> **ABOUT THIS TASK**
Give again only those lines from the start of the entries through the line holding "segment splitting only", leaving them as they are.

:: SUPPLIED DATA

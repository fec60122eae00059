//! Routing subsystem.
//!
//! # Data Flow
//! ```text
//! URL creation:
//!     (route, params)
//!     → router.rs (try rules in order)
//!     → rule.build (prefix, name/value pairs, nested segments)
//!     → query.rs (leftover params after "?")
//!     → Return: URL or NoRoute
//!
//! Path resolution:
//!     raw path
//!     → router.rs (strip base URL, split query, decode)
//!     → rule.match_path (state machine over segments)
//!     → Return: RouteMatch or NoMatchingRule
//! ```
//!
//! # Design Decisions
//! - Rules compiled at startup, immutable at runtime
//! - No regex: prefix checks and segment splitting only
//! - Deterministic: same input always yields the same URL or match
//! - First match wins (declaration order)

pub mod nested;
pub mod query;
pub mod router;
pub mod rule;
pub mod static_rule;

pub use nested::NestedPathRule;
pub use query::FormEncoder;
pub use router::{RouteError, SharedManager, UrlManager};
pub use rule::{NoMatch, Params, QueryEncoder, RouteMatch, UrlRule};
pub use static_rule::StaticRule;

::::

> **WORKED SOLUTION**
repository fec60122eae00059
//! Routing subsystem.
//!
//! # Data Flow
//! ```text
//! URL creation:
//!     (route, params)
//!     → router.rs (try rules in order)
//!     → rule.build (prefix, name/value pairs, nested segments)
//!     → query.rs (leftover params after "?")
//!     → Return: URL or NoRoute
//!
//! Path resolution:
//!     raw path
//!     → router.rs (strip base URL, split query, decode)
//!     → rule.match_path (state machine over segments)
//!     → Return: RouteMatch or NoMatchingRule
//! ```
//!
//! # Design Decisions
//! - Rules compiled at startup, immutable at runtime
//! - No regex: prefix checks and segment splitting only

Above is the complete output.